The Domestic Violence Disclosure Scheme - known as Clare’s Law - was rolled out in March to provide information that could protect someone from being a victim of attack.
The initiative, named after 36-year-old Clare Wood who was murdered by her ex-boyfriend in 2009, allows the police to give information about a partner’s previous history of domestic violence or violent acts.
But despite 27 requests for information from members of the public, the force has made only three disclosures, denying 15 people the information.
A spokesman for the force said: “There are various reasons for a non-disclosure, including no relevant information to disclose, the applicant withdrew their request, inappropriate requests or requests are not relevant.”
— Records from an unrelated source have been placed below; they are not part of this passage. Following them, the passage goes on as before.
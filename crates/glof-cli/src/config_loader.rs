//! Configuration loading for CLI commands

use anyhow::{Context, Result};
use glof_core::config::{CliConfigOverrides, LayeredConfig};
use std::path::{Path, PathBuf};

pub const CONFIG_FILE_NAME: &str = "glof.toml";

/// Locate the configuration file.
///
/// An explicit path must exist. Otherwise the nearest `glof.toml` in the
/// current directory or one of its ancestors is used, if any.
pub fn find_config_file(explicit: Option<&Path>) -> Result<Option<PathBuf>> {
    if let Some(path) = explicit {
        if !path.is_file() {
            anyhow::bail!("Configuration file not found: {}", path.display());
        }
        return Ok(Some(path.to_path_buf()));
    }

    let mut current = std::env::current_dir()?;
    loop {
        let candidate = current.join(CONFIG_FILE_NAME);
        if candidate.is_file() {
            return Ok(Some(candidate));
        }
        if !current.pop() {
            return Ok(None);
        }
    }
}

/// Defaults, then the config file, then `GLOF_*` variables, then CLI flags
pub fn load_config(explicit: Option<&Path>, overrides: CliConfigOverrides) -> Result<LayeredConfig> {
    let mut config = LayeredConfig::with_defaults();
    if let Some(path) = find_config_file(explicit)? {
        tracing::debug!(path = %path.display(), "Loading configuration file");
        config = config
            .load_from_file(&path)
            .with_context(|| format!("Failed to load {}", path.display()))?;
    }
    let mut config = config.load_from_env();
    config.update_from_cli(overrides)?;
    Ok(config)
}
The remaining nine cases are still in the process of being assessed and officers have 35 days to respond.
The schemes were piloted in four areas across the country since September 2012 before being applied nationally earlier this year,
Claire’s Law came in after Ms Wood’s father, Michael Brown, campaigned for its introduction.
Ms Wood was strangled and set on fire at her home in Salford, Greater Manchester, in February 2009 by George Appleton, who had a record of violence against women.
Ms Wood’s father is convinced she would still be alive had she known the full extent of Appleton’s previous behaviour.